The elitist mentality of our beltway kings and queens was on full display during the Petraeus love fest. Not only did the entrenched establishment Democrat from the Show Me State Ike Skelton neglect to swear in the four star suck-o-matic for his testimony (Ray McGovern was ousted for bringing this up) but he was reportedly overheard referring to protesters as “assholes” This is the prevailing attitude by the Washington elitists to whom the First Amendment is just another annoying inconvenience. The real asshole is the entire stinking toxic waste dump inside the beltway and the rotten to the core gaggle solons who reside there. They are thoroughly vile, cowardly, corrupt and could give a rat’s ass about either the constitution or the people that they are at least in theory supposed to serve. Given the disgraceful conduct of this new Congress who were given a mandate for change it is long past time to stick an enema nozzle into the festering asshole that is the nation’s capitol and give the bulb a good hard squeeze.

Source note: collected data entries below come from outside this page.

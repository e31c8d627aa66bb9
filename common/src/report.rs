//! Plain-text report synthesis
//!
//! Purely derived from the session state; the caller triggers the actual
//! download. Regenerating with the same inputs yields the same bytes.

use crate::types::Prediction;

/// Inserted when no suggestion text was available at export time.
const NO_SUGGESTIONS_LINE: &str = "No suggestions were available for this diagnosis.";

const ADVISORY: &str = "This is an AI-assisted analysis. Please consult with a healthcare \
professional for accurate medical advice.";

/// Build the exported report body: label, confidence as a one-decimal
/// percentage, and the suggestion text (or a fallback line).
pub fn build_report(prediction: &Prediction, suggestions: Option<&str>) -> String {
    let mut out = String::new();
    out.push_str("NeuroScan AI - Diagnosis Report\n");
    out.push_str("===============================\n\n");
    out.push_str(&format!("Diagnosis: {}\n", prediction.label));
    out.push_str(&format!("Confidence: {}\n\n", prediction.confidence_percent()));
    out.push_str("Suggestions:\n");
    match suggestions {
        Some(text) if !text.trim().is_empty() => out.push_str(text),
        _ => out.push_str(NO_SUGGESTIONS_LINE),
    }
    out.push_str("\n\n");
    out.push_str(ADVISORY);
    out.push('\n');
    out
}

/// File name for the downloaded report, slugged from the label:
/// "Pituitary Tumor" -> "diagnosis-report-pituitary-tumor.txt".
pub fn report_filename(label: &str) -> String {
    let mut slug = String::with_capacity(label.len());
    for c in label.chars() {
        if c.is_ascii_alphanumeric() {
            slug.push(c.to_ascii_lowercase());
        } else if (c.is_whitespace() || c == '-' || c == '_') && !slug.ends_with('-') {
            slug.push('-');
        }
    }
    let slug = slug.trim_matches('-');
    if slug.is_empty() {
        "diagnosis-report.txt".to_string()
    } else {
        format!("diagnosis-report-{}.txt", slug)
    }
}

#[cfg(test)]
mod tests {
    use super::*;

    fn prediction() -> Prediction {
        Prediction {
            label: "Glioma".to_string(),
            confidence: 0.873,
        }
    }

    #[test]
    fn test_report_contains_percentage_one_decimal() {
        let report = build_report(&prediction(), Some("See a specialist."));
        assert!(report.contains("87.3%"));
    }

    #[test]
    fn test_report_contains_label_and_suggestions() {
        let report = build_report(&prediction(), Some("1. Surgery\n2. Radiation"));
        assert!(report.contains("Diagnosis: Glioma"));
        assert!(report.contains("1. Surgery\n2. Radiation"));
        assert!(report.contains("healthcare professional"));
    }

    #[test]
    fn test_report_fallback_line_without_suggestions() {
        let report = build_report(&prediction(), None);
        assert!(report.contains(NO_SUGGESTIONS_LINE));

        let report = build_report(&prediction(), Some("   "));
        assert!(report.contains(NO_SUGGESTIONS_LINE));
    }

    #[test]
    fn test_report_is_idempotent() {
        let a = build_report(&prediction(), Some("text"));
        let b = build_report(&prediction(), Some("text"));
        assert_eq!(a, b);
    }

    #[test]
    fn test_filename_slug() {
        assert_eq!(
            report_filename("Pituitary Tumor"),
            "diagnosis-report-pituitary-tumor.txt"
        );
        assert_eq!(report_filename("Glioma"), "diagnosis-report-glioma.txt");
    }

    #[test]
    fn test_filename_degenerate_label() {
        assert_eq!(report_filename("???"), "diagnosis-report.txt");
        assert_eq!(report_filename(""), "diagnosis-report.txt");
    }
}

The total failure to end this damned war or prevent the next one as well as the reluctance of any of the presidential candidates to take an aggressive antiwar, pro-worker stance shows why there is so much crossover appeal for a guy like Ron Paul who despite his problematic stance on other issues will END THE WAR. Americans are overwhelmingly against this crap, the illegal wars, the widespread looting, the plague of offshoring, the importation of low wage labor to take jobs that can’t be offshored, the subprime fiasco, unaffordable health care, a creeping police state and all the rest of the indignities of the past six and a half years and they want change.Sadly to this point the Democratic leadersheep and their inept strategists have been loathe to offer up anything other than fascism lite and that just isn’t going to cut it anymore.